++++ RECORDS PROVIDED
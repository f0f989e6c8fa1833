//! Postmortem pattern detection and lifecycle engine.
//!
//! Analysis of a finished work unit proceeds in stages:
//! - Extract issue candidates from retrospectives, handoff documents and
//!   failed checks
//! - Match candidates against the pattern catalog by token-set similarity
//! - Promote recurring unmatched candidates to new patterns
//! - Sweep trend and status over the active catalog
//! - Group this run's candidates into prevention opportunities
//!
//! Surfacing, related-pattern lookup and catalog maintenance operate on the
//! same catalog outside of analysis.

pub mod analyze;
pub mod catalog;
pub mod classify;
pub mod cli;
pub mod exit_codes;
pub mod extract;
pub mod lifecycle;
pub mod logging;
pub mod maintenance;
pub mod prevention;
pub mod similarity;
pub mod sources;
pub mod surface;
pub mod trend;

pub use analyze::{AnalysisError, AnalysisResult, Analyzer};
pub use catalog::{
    CandidateHistory, CatalogError, FileCatalog, FileHistory, MemoryCatalog, MemoryHistory,
    PatternStore,
};
pub use classify::{assess_severity, categorize, Classifier};
pub use exit_codes::ExitCode;
pub use extract::IssueExtractor;
pub use lifecycle::{PatternCountUpdate, PatternLifecycleManager};
pub use prevention::PreventionOpportunity;
pub use similarity::{similarity, SimilarityMatcher};
pub use sources::{Collaborators, FsSources, MemorySources};
pub use surface::{related_patterns, surface_patterns};
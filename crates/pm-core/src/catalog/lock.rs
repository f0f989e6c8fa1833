//! Cross-process writer lock for the file-backed catalog.
//!
//! Every `pm-core` invocation is its own process, so an in-process mutex does
//! not serialize load-modify-save cycles. An advisory exclusive lock on
//! `<catalog dir>/.lock` does; it is held for the whole cycle and released on
//! drop.

use std::fs::{self, File, OpenOptions};
use std::path::{Path, PathBuf};

use fs2::FileExt;
use tracing::debug;

use super::CatalogError;

/// Lock file name inside the catalog directory.
pub const LOCK_FILE: &str = ".lock";

/// Held exclusive lock on a catalog directory.
#[derive(Debug)]
pub struct CatalogLock {
    file: File,
    path: PathBuf,
}

impl CatalogLock {
    /// Block until the exclusive lock on `dir` is held. Creates `dir`.
    pub fn acquire(dir: &Path) -> Result<Self, CatalogError> {
        let path = dir.join(LOCK_FILE);
        let io_err = |source| CatalogError::Io {
            path: path.clone(),
            source,
        };
        fs::create_dir_all(dir).map_err(io_err)?;
        let file = OpenOptions::new()
            .read(true)
            .write(true)
            .create(true)
            .truncate(false)
            .open(&path)
            .map_err(io_err)?;
        file.lock_exclusive().map_err(io_err)?;
        debug!(path = %path.display(), "catalog lock acquired");
        Ok(Self { file, path })
    }

    pub fn path(&self) -> &Path {
        &self.path
    }
}

impl Drop for CatalogLock {
    fn drop(&mut self) {
        if let Err(e) = FileExt::unlock(&self.file) {
            debug!(path = %self.path.display(), error = %e, "failed to release catalog lock");
        }
    }
}
//! Token-set similarity between issue statements.
//!
//! Descriptions are lower-cased and split on whitespace into a set of unique
//! words; two statements are compared with the Jaccard index of their sets.
//! This is a set-overlap heuristic: word order and synonyms are invisible to
//! it, and punctuation stays attached to its word.

use std::collections::BTreeSet;

use pm_common::IssuePattern;
use sha2::{Digest, Sha256};

/// Default match threshold.
pub const DEFAULT_THRESHOLD: f64 = 0.7;

/// Lower-cased unique whitespace tokens of `text`.
pub fn tokenize(text: &str) -> BTreeSet<String> {
    text.split_whitespace().map(str::to_lowercase).collect()
}

/// Jaccard index of the token sets of `a` and `b`, in `[0, 1]`.
///
/// Two empty token sets score 0.
pub fn similarity(a: &str, b: &str) -> f64 {
    token_set_similarity(&tokenize(a), &tokenize(b))
}

/// Jaccard index of two pre-tokenized sets.
pub fn token_set_similarity(a: &BTreeSet<String>, b: &BTreeSet<String>) -> f64 {
    let intersection = a.intersection(b).count();
    let union = a.len() + b.len() - intersection;
    if union == 0 {
        return 0.0;
    }
    intersection as f64 / union as f64
}

/// Sorted unique tokens joined by single spaces.
pub fn normalized_text(text: &str) -> String {
    tokenize(text).into_iter().collect::<Vec<_>>().join(" ")
}

/// SHA-256 (hex) of [`normalized_text`]; statements with the same word set
/// share a fingerprint.
pub fn fingerprint(text: &str) -> String {
    hex::encode(Sha256::digest(normalized_text(text).as_bytes()))
}

/// Threshold-driven matching of descriptions against pattern summaries.
#[derive(Debug, Clone, Copy)]
pub struct SimilarityMatcher {
    threshold: f64,
}

impl Default for SimilarityMatcher {
    fn default() -> Self {
        Self::new(DEFAULT_THRESHOLD)
    }
}

impl SimilarityMatcher {
    pub fn new(threshold: f64) -> Self {
        Self { threshold }
    }

    pub fn threshold(&self) -> f64 {
        self.threshold
    }

    pub fn is_match(&self, a: &str, b: &str) -> bool {
        similarity(a, b) >= self.threshold
    }

    /// First active pattern, in the given order, whose summary scores at or
    /// above the threshold.
    pub fn find_match<'p>(
        &self,
        description: &str,
        patterns: &'p [IssuePattern],
    ) -> Option<(&'p IssuePattern, f64)> {
        let tokens = tokenize(description);
        patterns
            .iter()
            .filter(|p| p.status.is_active())
            .map(|p| (p, token_set_similarity(&tokens, &tokenize(&p.issue_summary))))
            .find(|(_, score)| *score >= self.threshold)
    }

    /// Highest-scoring active pattern at or above the threshold. Ties keep
    /// the earlier pattern.
    pub fn best_match<'p>(
        &self,
        description: &str,
        patterns: &'p [IssuePattern],
    ) -> Option<(&'p IssuePattern, f64)> {
        let tokens = tokenize(description);
        let mut best: Option<(&IssuePattern, f64)> = None;
        for pattern in patterns.iter().filter(|p| p.status.is_active()) {
            let score = token_set_similarity(&tokens, &tokenize(&pattern.issue_summary));
            if score < self.threshold {
                continue;
            }
            if best.map_or(true, |(_, s)| score > s) {
                best = Some((pattern, score));
            }
        }
        best
    }
}
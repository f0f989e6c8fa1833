//! Postmortem pattern engine configuration loading and validation.
//!
//! This crate provides:
//! - Typed Rust structs for the engine thresholds and windows
//! - Config resolution (CLI → env → XDG → defaults)
//! - Semantic validation
//! - Config snapshots for analysis logging
//! - JSON Schema export

pub mod engine;
pub mod resolve;
pub mod snapshot;
pub mod validate;

pub use engine::{
    EngineConfig, LifecycleConfig, MatchingConfig, PreventionConfig, SurfacingConfig,
};
pub use resolve::{
    apply_env_overrides, load_config_file, resolve_config, resolve_data_dir, ConfigError,
    ConfigSource, ResolvedConfig,
};
pub use snapshot::ConfigSnapshot;
pub use validate::{validate_config, ValidationError, ValidationResult};

/// Schema version for configuration files.
pub const CONFIG_SCHEMA_VERSION: &str = "1.0.0";

/// Application directory name under the XDG config/data roots.
pub const APP_DIR_NAME: &str = "postmortem_patterns";

/// JSON Schema describing [`EngineConfig`].
pub fn config_json_schema() -> serde_json::Value {
    serde_json::to_value(schemars::schema_for!(EngineConfig)).unwrap_or(serde_json::Value::Null)
}

#[cfg(test)]
mod tests {
    use super::*;

    #[test]
    fn schema_lists_top_level_sections() {
        let schema = config_json_schema();
        let props = schema["properties"].as_object().expect("properties");
        for section in ["matching", "lifecycle", "prevention", "surfacing"] {
            assert!(props.contains_key(section), "missing section {section}");
        }
    }
}
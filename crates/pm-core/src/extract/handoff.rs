//! "Known Issues" extraction from handoff documents.

use regex::Regex;

const SECTION_TITLE: &str = "known issues";

/// Line-oriented parser for markdown "Known Issues" blocks.
///
/// A heading of any level titled "Known Issues" (any case, optional trailing
/// colon) opens a block; the next heading closes it. Inside a block every
/// `-` or `*` bullet is one issue.
#[derive(Debug, Clone)]
pub struct KnownIssuesParser {
    heading: Regex,
    bullet: Regex,
}

impl Default for KnownIssuesParser {
    fn default() -> Self {
        Self::new()
    }
}

impl KnownIssuesParser {
    pub fn new() -> Self {
        Self {
            heading: Regex::new(r"^\s{0,3}#{1,6}\s+(.*?)[\s#]*$").expect("heading regex"),
            bullet: Regex::new(r"^\s*[-*]\s+(\S.*?)\s*$").expect("bullet regex"),
        }
    }

    /// Bullet texts of every "Known Issues" block, in document order.
    pub fn parse(&self, content: &str) -> Vec<String> {
        let mut issues = Vec::new();
        let mut in_block = false;

        for line in content.lines() {
            if let Some(caps) = self.heading.captures(line) {
                let title = caps[1].trim().trim_end_matches(':').trim();
                in_block = title.eq_ignore_ascii_case(SECTION_TITLE);
                continue;
            }
            if !in_block {
                continue;
            }
            if let Some(caps) = self.bullet.captures(line) {
                issues.push(caps[1].to_string());
            }
        }

        issues
    }
}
++++++++
• [THE TASK]: Keep both end lines and retype everything in the records above from the line containing "pub fn path(&self)" through the line containing "set of unique", exactly, with nothing else.

• [SOLUTION TO THIS PROBLEM]:
    pub fn path(&self) -> &Path {
        &self.path
    }
}

impl Drop for CatalogLock {
    fn drop(&mut self) {
        if let Err(e) = FileExt::unlock(&self.file) {
            debug!(path = %self.path.display(), error = %e, "failed to release catalog lock");
        }
    }
}
//! Token-set similarity between issue statements.
//!
//! Descriptions are lower-cased and split on whitespace into a set of unique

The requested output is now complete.